HDC's research collaboration call welcomed

Horticultural Development Company report cites HortLINK programme as model for future applied research collaborations.

The future for horticultural research needs to be scoped out across production spectrum - image: HW
The future for horticultural research needs to be scoped out across production spectrum - image: HW

Key players in the UK's horticultural research sector have welcomed a call from the Horticultural Development Company (HDC) for greater industry collaboration to ensure that the sector makes the most of today's muchreduced research resources.

Monday saw the launch of a report by the HDC highlighting the substantial contribution to horticulture from Defra's now-defunct HortLINK applied research programme that saw 70 projects over 20 years launched with funding from Government and industry.

As well as flagging the benefits to industry from such collaborations, the HDC urged everyone with a stake - funding bodies, researchers, growers or customers - to work together to stretch the sector's limited resources.

Addressing partners who had collaborated on HortLINK projects, chairman Neil Bragg said while the report drew a line under the programme, the real purpose of the event was to get the participants working together for the future.

"Collaboration is not dead - that is the important message from today," he stressed.

Echoing his comments, HDC director of horticulture Dr Bill Parker said with industry continuing to consolidate and no prospect of increased financial support from the Government, the applied research base was "under some threat" - hence the need to collaborate.

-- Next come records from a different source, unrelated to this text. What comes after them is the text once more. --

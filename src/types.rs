//! Common types used throughout the season ledger

use chrono::{DateTime, Utc};
use serde::{Deserialize, Serialize};

/// Identifier of a player within a season (`player#...`)
pub type PlayerId = String;

/// Identifier of a season (`season#...`)
pub type SeasonId = String;

/// Identifier of a recorded game (`game#...`)
pub type GameId = String;

/// Stored rating value. Ratings are whole numbers so repeated games never
/// accumulate fractional drift.
pub type Rating = i64;

/// Finishing position in a game, 1 = first place. Ties share a value.
pub type Placement = u32;

/// Rating parameters fixed when a season is created
#[derive(Debug, Clone, Copy, PartialEq, Serialize, Deserialize)]
#[serde(rename_all = "camelCase")]
pub struct SeasonConfig {
    /// Rating assigned to first-time players
    pub starting_elo: Rating,
    /// Maximum rating swing per game
    pub k: f64,
    /// Logistic divisor for expected scores
    pub d: f64,
}

impl Default for SeasonConfig {
    fn default() -> Self {
        Self {
            starting_elo: 1200,
            k: 32.0,
            d: 400.0,
        }
    }
}

/// A bounded competitive period
#[derive(Debug, Clone, PartialEq, Serialize, Deserialize)]
#[serde(rename_all = "camelCase")]
pub struct Season {
    pub id: SeasonId,
    pub name: String,
    pub created_at: DateTime<Utc>,
    pub start_date: DateTime<Utc>,
    /// `None` while the season is ongoing
    #[serde(default)]
    pub end_date: Option<DateTime<Utc>>,
    pub config: SeasonConfig,
}

impl Season {
    pub fn is_ongoing(&self) -> bool {
        self.end_date.is_none()
    }
}

/// A player's standing within one season
#[derive(Debug, Clone, PartialEq, Serialize, Deserialize)]
#[serde(rename_all = "camelCase")]
pub struct SeasonPlayer {
    pub id: PlayerId,
    /// Season this player belongs to
    pub season: SeasonId,
    pub name: String,
    pub created_at: DateTime<Utc>,
    pub elo: Rating,
    pub games_played: u64,
}

/// Participant reference stored inside a game result
#[derive(Debug, Clone, PartialEq, Serialize, Deserialize)]
pub struct GameResultItemPlayer {
    pub id: PlayerId,
    pub name: String,
}

/// One participant's outcome within a game
#[derive(Debug, Clone, PartialEq, Serialize, Deserialize)]
#[serde(rename_all = "camelCase")]
pub struct GameResultItem {
    pub player: GameResultItemPlayer,
    pub placement: Placement,
    pub elo_before_game: Rating,
    pub elo_after_game: Rating,
}

/// A recorded game. Immutable once stored.
#[derive(Debug, Clone, PartialEq, Serialize, Deserialize)]
#[serde(rename_all = "camelCase")]
pub struct Game {
    pub id: GameId,
    pub created_at: DateTime<Utc>,
    pub player_ids: Vec<PlayerId>,
    pub results: Vec<GameResultItem>,
    /// Snapshot of the season at the time the game was played
    pub season: Season,
}

/// One participant as submitted by a client
#[derive(Debug, Clone, PartialEq, Serialize, Deserialize)]
#[serde(rename_all = "camelCase")]
pub struct SubmittedResult {
    /// `None` for a first-time player
    #[serde(default)]
    pub player_id: Option<PlayerId>,
    #[serde(default)]
    pub player_name: String,
    pub placement: Placement,
}

impl SubmittedResult {
    pub fn known(player_id: impl Into<PlayerId>, placement: Placement) -> Self {
        Self {
            player_id: Some(player_id.into()),
            player_name: String::new(),
            placement,
        }
    }

    pub fn unknown(player_name: impl Into<String>, placement: Placement) -> Self {
        Self {
            player_id: None,
            player_name: player_name.into(),
            placement,
        }
    }

    pub fn is_new_player(&self) -> bool {
        self.player_id.is_none()
    }
}

/// Game result submission received from a client
#[derive(Debug, Clone, PartialEq, Serialize, Deserialize)]
#[serde(rename_all = "camelCase")]
pub struct GameSubmission {
    pub season_id: SeasonId,
    pub results: Vec<SubmittedResult>,
}

/// Response body for successful create operations
#[derive(Debug, Clone, PartialEq, Serialize, Deserialize)]
pub struct CreatedResponse {
    pub id: String,
}
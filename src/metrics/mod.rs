//! Metrics and monitoring for the ledger service
//!
//! This module provides Prometheus metrics for game submissions, roster
//! growth and HTTP traffic.

pub mod collector;

pub use collector::{GameMetrics, MetricsCollector, MetricsTimer, RosterMetrics, ServiceMetrics};
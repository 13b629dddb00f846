//! HTTP API
//!
//! JSON routes over the ledger plus the health and Prometheus endpoints.

pub mod error;
pub mod handlers;

pub use error::ApiError;

use crate::service::AppState;
use axum::routing::{get, post};
use axum::Router;
use std::sync::Arc;

/// Build the API router
pub fn router(state: Arc<AppState>) -> Router {
    Router::new()
        .route("/games", post(handlers::submit_game))
        .route("/games/{game_id}", get(handlers::get_game))
        .route(
            "/seasons",
            get(handlers::list_seasons).post(handlers::create_season),
        )
        .route("/seasons/{season_id}", get(handlers::get_season))
        .route("/seasons/{season_id}/end", post(handlers::end_season))
        .route("/seasons/{season_id}/games", get(handlers::list_games))
        .route(
            "/players",
            get(handlers::list_players).post(handlers::register_player),
        )
        .route("/health", get(handlers::health))
        .route("/metrics", get(handlers::metrics))
        .with_state(state)
}
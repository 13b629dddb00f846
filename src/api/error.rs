//! HTTP error responses
//!
//! Every failure leaves the API as a `{title, description}` body with the
//! status of its error class.

use crate::error::{ErrorBody, ErrorClass, PodiumError};
use axum::extract::rejection::{JsonRejection, QueryRejection};
use axum::http::StatusCode;
use axum::response::{IntoResponse, Response};
use axum::Json;

/// Error returned by API handlers
#[derive(Debug)]
pub struct ApiError(anyhow::Error);

impl ApiError {
    /// Status code and payload for this error
    pub fn parts(&self) -> (StatusCode, ErrorBody) {
        let (class, body) = ErrorBody::from_error(&self.0);
        (status_for(class), body)
    }
}

/// Transport status of an error class
pub fn status_for(class: ErrorClass) -> StatusCode {
    match class {
        ErrorClass::NotFound => StatusCode::NOT_FOUND,
        ErrorClass::Client => StatusCode::BAD_REQUEST,
        ErrorClass::Server => StatusCode::INTERNAL_SERVER_ERROR,
    }
}

impl<E> From<E> for ApiError
where
    E: Into<anyhow::Error>,
{
    fn from(error: E) -> Self {
        Self(error.into())
    }
}

impl IntoResponse for ApiError {
    fn into_response(self) -> Response {
        let (status, body) = self.parts();
        (status, Json(body)).into_response()
    }
}

/// Malformed request bodies are client errors
pub fn invalid_body(rejection: JsonRejection) -> ApiError {
    PodiumError::invalid_input(format!("Malformed request body: {}", rejection.body_text())).into()
}

/// Malformed query strings are client errors
pub fn invalid_query(rejection: QueryRejection) -> ApiError {
    PodiumError::invalid_input(format!("Malformed query: {}", rejection.body_text())).into()
}
//! Main application configuration
//!
//! This module defines the primary configuration structures for the podium
//! ledger service, including environment variable loading, TOML files and
//! validation.

use crate::error::PodiumError;
use crate::rating::validate_season_config;
use crate::types::SeasonConfig;
use anyhow::{anyhow, Context, Result};
use serde::{Deserialize, Serialize};
use std::env;
use std::net::SocketAddr;
use std::path::Path;
use std::time::Duration;

/// Main application configuration
#[derive(Debug, Clone, Default, Serialize, Deserialize)]
#[serde(default)]
pub struct AppConfig {
    pub service: ServiceSettings,
    pub storage: StorageSettings,
    /// Rating parameters used for seasons created without explicit ones
    pub seasons: SeasonConfig,
}

/// Service-level settings
#[derive(Debug, Clone, Serialize, Deserialize)]
#[serde(default)]
pub struct ServiceSettings {
    /// Service name for logging and metrics
    pub name: String,
    /// Log level (trace, debug, info, warn, error)
    pub log_level: String,
    /// Interface the HTTP API binds to
    pub host: String,
    /// Port of the HTTP API
    pub http_port: u16,
    /// Graceful shutdown timeout in seconds
    pub shutdown_timeout_seconds: u64,
}

/// Storage settings
#[derive(Debug, Clone, Serialize, Deserialize)]
#[serde(default)]
pub struct StorageSettings {
    /// Name of the ledger table
    pub table_name: String,
}

impl Default for ServiceSettings {
    fn default() -> Self {
        Self {
            name: "podium".to_string(),
            log_level: "info".to_string(),
            host: "0.0.0.0".to_string(),
            http_port: 8080,
            shutdown_timeout_seconds: 30,
        }
    }
}

impl Default for StorageSettings {
    fn default() -> Self {
        Self {
            table_name: "podium-ledger".to_string(),
        }
    }
}

impl AppConfig {
    /// Load configuration from environment variables with fallback to defaults
    pub fn from_env() -> Result<Self> {
        let mut config = Self::default();
        config.apply_env()?;

        validate_config(&config)?;
        Ok(config)
    }

    /// Load configuration from a TOML file, then apply environment overrides
    pub fn from_file(path: impl AsRef<Path>) -> Result<Self> {
        let path = path.as_ref();
        let contents = std::fs::read_to_string(path)
            .with_context(|| format!("Failed to read config file {}", path.display()))?;

        let mut config = Self::from_toml(&contents)
            .with_context(|| format!("Failed to parse config file {}", path.display()))?;
        config.apply_env()?;

        validate_config(&config)?;
        Ok(config)
    }

    /// Parse configuration from TOML text; missing keys keep their defaults
    pub fn from_toml(contents: &str) -> Result<Self> {
        Ok(toml::from_str(contents)?)
    }

    fn apply_env(&mut self) -> Result<()> {
        // Service settings
        if let Ok(name) = env::var("SERVICE_NAME") {
            self.service.name = name;
        }
        if let Ok(log_level) = env::var("LOG_LEVEL") {
            self.service.log_level = log_level;
        }
        if let Ok(host) = env::var("HTTP_HOST") {
            self.service.host = host;
        }
        if let Ok(port) = env::var("HTTP_PORT") {
            self.service.http_port = port
                .parse()
                .map_err(|_| anyhow!("Invalid HTTP_PORT value: {}", port))?;
        }
        if let Ok(timeout) = env::var("SHUTDOWN_TIMEOUT_SECONDS") {
            self.service.shutdown_timeout_seconds = timeout
                .parse()
                .map_err(|_| anyhow!("Invalid SHUTDOWN_TIMEOUT_SECONDS value: {}", timeout))?;
        }

        // Storage settings
        if let Ok(table) = env::var("TABLE_NAME") {
            self.storage.table_name = table;
        }

        // Season defaults
        if let Ok(elo) = env::var("DEFAULT_STARTING_ELO") {
            self.seasons.starting_elo = elo
                .parse()
                .map_err(|_| anyhow!("Invalid DEFAULT_STARTING_ELO value: {}", elo))?;
        }
        if let Ok(k) = env::var("DEFAULT_K_FACTOR") {
            self.seasons.k = k
                .parse()
                .map_err(|_| anyhow!("Invalid DEFAULT_K_FACTOR value: {}", k))?;
        }
        if let Ok(d) = env::var("DEFAULT_D_DIVISOR") {
            self.seasons.d = d
                .parse()
                .map_err(|_| anyhow!("Invalid DEFAULT_D_DIVISOR value: {}", d))?;
        }

        Ok(())
    }

    /// Get shutdown timeout as Duration
    pub fn shutdown_timeout(&self) -> Duration {
        Duration::from_secs(self.service.shutdown_timeout_seconds)
    }

    /// Address the HTTP API listens on
    pub fn http_addr(&self) -> Result<SocketAddr> {
        format!("{}:{}", self.service.host, self.service.http_port)
            .parse()
            .map_err(|_| {
                anyhow!(
                    "Invalid HTTP address {}:{}",
                    self.service.host,
                    self.service.http_port
                )
            })
    }
}

/// Validate configuration values
pub fn validate_config(config: &AppConfig) -> Result<()> {
    // Validate log level
    match config.service.log_level.to_lowercase().as_str() {
        "trace" | "debug" | "info" | "warn" | "error" => {}
        _ => return Err(anyhow!("Invalid log level: {}", config.service.log_level)),
    }

    if config.service.http_port == 0 {
        return Err(anyhow!("HTTP port cannot be 0"));
    }
    config.http_addr()?;

    if config.service.shutdown_timeout_seconds == 0 {
        return Err(anyhow!("Shutdown timeout must be greater than 0"));
    }

    if config.storage.table_name.trim().is_empty() {
        return Err(anyhow!("Table name cannot be empty"));
    }

    // Season defaults follow the same rules as explicit season configs
    validate_season_config(&config.seasons).map_err(|e| {
        PodiumError::configuration(format!("Invalid season defaults: {}", e))
    })?;

    Ok(())
}
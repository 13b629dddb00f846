//! Health checks
//!
//! This module provides health check functionality for the podium ledger
//! service. The only external dependency is storage, so a health check is a
//! storage probe plus a summary of what the service has recorded.

use crate::service::app::AppState;
use anyhow::Result;
use serde::{Deserialize, Serialize};
use tracing::{debug, error};

/// Health check status
#[derive(Debug, Clone, Serialize, Deserialize, PartialEq)]
#[serde(rename_all = "lowercase")]
pub enum HealthStatus {
    Healthy,
    Unhealthy,
}

impl std::fmt::Display for HealthStatus {
    fn fmt(&self, f: &mut std::fmt::Formatter<'_>) -> std::fmt::Result {
        match self {
            HealthStatus::Healthy => write!(f, "healthy"),
            HealthStatus::Unhealthy => write!(f, "unhealthy"),
        }
    }
}

/// Health check response
#[derive(Debug, Clone, Serialize, Deserialize)]
pub struct HealthCheck {
    /// Overall service status
    pub status: HealthStatus,
    /// Service name
    pub service: String,
    pub version: String,
    pub timestamp: chrono::DateTime<chrono::Utc>,
    /// Detailed component checks
    pub checks: Vec<ComponentCheck>,
    /// Service statistics
    pub stats: ServiceStats,
}

/// Individual component health check
#[derive(Debug, Clone, Serialize, Deserialize)]
pub struct ComponentCheck {
    pub name: String,
    pub status: HealthStatus,
    /// Error message if unhealthy
    pub message: Option<String>,
    /// Check duration in milliseconds
    pub duration_ms: u64,
}

/// Counts since service start
#[derive(Debug, Clone, Serialize, Deserialize)]
pub struct ServiceStats {
    pub games_recorded: u64,
    pub players_created: u64,
    pub seasons_created: u64,
    pub uptime_seconds: u64,
}

impl HealthCheck {
    /// Probe every component and summarize service activity
    pub async fn check(app_state: &AppState) -> Result<Self> {
        let storage_check = Self::check_storage(app_state).await;
        let status = storage_check.status.clone();

        let metrics = app_state.metrics();
        metrics.update_health_status(status == HealthStatus::Healthy);

        let stats = ServiceStats {
            games_recorded: metrics.games().games_recorded_total.get(),
            players_created: metrics.roster().players_created_total.get(),
            seasons_created: metrics.roster().seasons_created_total.get(),
            uptime_seconds: app_state.uptime().as_secs(),
        };

        Ok(HealthCheck {
            status,
            service: app_state.config().service.name.clone(),
            version: crate::VERSION.to_string(),
            timestamp: chrono::Utc::now(),
            checks: vec![storage_check],
            stats,
        })
    }

    /// Check that storage answers reads
    async fn check_storage(app_state: &AppState) -> ComponentCheck {
        let start = std::time::Instant::now();

        let (status, message) = match app_state.ledger().check_storage().await {
            Ok(()) => {
                debug!("Storage probe succeeded");
                (HealthStatus::Healthy, None)
            }
            Err(e) => {
                error!("Storage probe failed: {}", e);
                (
                    HealthStatus::Unhealthy,
                    Some(format!("Storage probe failed: {}", e)),
                )
            }
        };

        ComponentCheck {
            name: "storage".to_string(),
            status,
            message,
            duration_ms: start.elapsed().as_millis() as u64,
        }
    }

    pub fn to_json(&self) -> Result<String> {
        serde_json::to_string_pretty(self)
            .map_err(|e| anyhow::anyhow!("Failed to serialize health check: {}", e))
    }
}
//! Error types for the season ledger
//!
//! This module defines all error types using anyhow for consistent error handling
//! throughout the application. Domain failures are raised as [`PodiumError`] and
//! recovered at the API boundary with `downcast_ref`.

use serde::{Deserialize, Serialize};

/// Result type alias for convenience
pub type Result<T> = anyhow::Result<T>;

/// Custom error types for specific ledger scenarios
#[derive(Debug, Clone, PartialEq, thiserror::Error)]
pub enum PodiumError {
    #[error("A season with id {season_id} does not exist")]
    SeasonNotFound { season_id: String },

    #[error("No game with id {game_id} found")]
    GameNotFound { game_id: String },

    #[error("No player with id {player_id} found in season {season_id}")]
    PlayerNotFound {
        player_id: String,
        season_id: String,
    },

    #[error("Player resolution failed: {reason}")]
    PlayerResolutionFailed { reason: String },

    #[error("Invalid input: {reason}")]
    InvalidInput { reason: String },

    #[error("Persistence failed: {reason}")]
    PersistenceFailed { reason: String },

    #[error("Configuration error: {message}")]
    ConfigurationError { message: String },
}

/// Broad category of a failure, used to pick the transport status
#[derive(Debug, Clone, Copy, PartialEq, Eq)]
pub enum ErrorClass {
    NotFound,
    Client,
    Server,
}

impl PodiumError {
    pub fn invalid_input(reason: impl Into<String>) -> Self {
        Self::InvalidInput {
            reason: reason.into(),
        }
    }

    pub fn resolution_failed(reason: impl Into<String>) -> Self {
        Self::PlayerResolutionFailed {
            reason: reason.into(),
        }
    }

    pub fn persistence_failed(reason: impl Into<String>) -> Self {
        Self::PersistenceFailed {
            reason: reason.into(),
        }
    }

    pub fn configuration(message: impl Into<String>) -> Self {
        Self::ConfigurationError {
            message: message.into(),
        }
    }

    pub fn class(&self) -> ErrorClass {
        match self {
            PodiumError::SeasonNotFound { .. }
            | PodiumError::GameNotFound { .. }
            | PodiumError::PlayerNotFound { .. } => ErrorClass::NotFound,
            PodiumError::PlayerResolutionFailed { .. } | PodiumError::InvalidInput { .. } => {
                ErrorClass::Client
            }
            PodiumError::PersistenceFailed { .. } | PodiumError::ConfigurationError { .. } => {
                ErrorClass::Server
            }
        }
    }

    /// Short label used for metrics
    pub fn kind(&self) -> &'static str {
        match self {
            PodiumError::SeasonNotFound { .. } => "season_not_found",
            PodiumError::GameNotFound { .. } => "game_not_found",
            PodiumError::PlayerNotFound { .. } => "player_not_found",
            PodiumError::PlayerResolutionFailed { .. } => "player_resolution_failed",
            PodiumError::InvalidInput { .. } => "invalid_input",
            PodiumError::PersistenceFailed { .. } => "persistence_failed",
            PodiumError::ConfigurationError { .. } => "configuration_error",
        }
    }

    /// Human readable headline for error payloads
    pub fn title(&self) -> &'static str {
        match self {
            PodiumError::SeasonNotFound { .. } => "Season not found",
            PodiumError::GameNotFound { .. } => "Game not found",
            PodiumError::PlayerNotFound { .. } => "Player not found",
            PodiumError::PlayerResolutionFailed { .. } => "Players could not be resolved",
            PodiumError::InvalidInput { .. } => "Invalid request",
            PodiumError::PersistenceFailed { .. } => "Storage operation failed",
            PodiumError::ConfigurationError { .. } => "Service misconfigured",
        }
    }
}

/// Error payload returned to clients
#[derive(Debug, Clone, PartialEq, Serialize, Deserialize)]
pub struct ErrorBody {
    pub title: String,
    pub description: String,
}

impl ErrorBody {
    /// Build a payload from any error, classifying ledger errors by kind
    pub fn from_error(error: &anyhow::Error) -> (ErrorClass, Self) {
        match error.downcast_ref::<PodiumError>() {
            Some(podium_error) => (
                podium_error.class(),
                Self {
                    title: podium_error.title().to_string(),
                    description: podium_error.to_string(),
                },
            ),
            None => (
                ErrorClass::Server,
                Self {
                    title: "An error occurred".to_string(),
                    description: error.to_string(),
                },
            ),
        }
    }
}
//! Season ledger
//!
//! Resolves submitted participants, rates the game and records it together
//! with every player write. Also hosts the season, player and game lookups.

pub mod recorder;
pub mod resolution;
pub mod service;

pub use recorder::GameRecorder;
pub use resolution::{PlayerResolver, ResolvedParticipant};
pub use service::LedgerService;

As a first step, HDC plans to scope out future research needs across the production horticulture spectrum in consultation with industry.

"The vision is to provide leadership to crop problems, but also to become the pivotal facilitator to help the industry look ahead," said Parker. He will be assisted in this task by new head of research, Dr Jonathan Knight from Imperial College.

The HDC review will look at six areas - crop genetics, soils and growing media, crop inputs, crop protection, crop systems and plant harvesting utilisation.

A new research and development sub-group will also identify priority areas to be tackled straight away - for example, water use.

Commenting, Stockbridge Technology Centre chief executive Graham Ward said: "Growers and the industry need to understand that if the few remaining research facilities are not supported they will be lost. They can't be run on the basis of spasmodic income and staff spending all their time bidding for projects. There is no stability.

"Hopefully, today means that the HDC will put a bit of that stability back. It can't do it all but it can collaborate with other funders to create a more stable platform."

HortLINK Projects - Research examples

Applied research projects developed under the 20-year HortLINK programme include:

- A series of projects using new knowledge about plant genetics to breed tastier fruit and vegetables that can be grown with less impact on the environment.

- Two projects harnessing food industry expertise to help growers and food processors turn crop wastes into a potential peat substitute.

- Collaborative research helping growers match irrigation to crop needs more accurately, cutting water use and leading to better quality produce.

- Joint projects showing how companion plants and wildflower margins can help protect crops from pests.

- The SCEPTRE project seeking new approaches to crop protection essential to safeguard the future of UK horticultural production.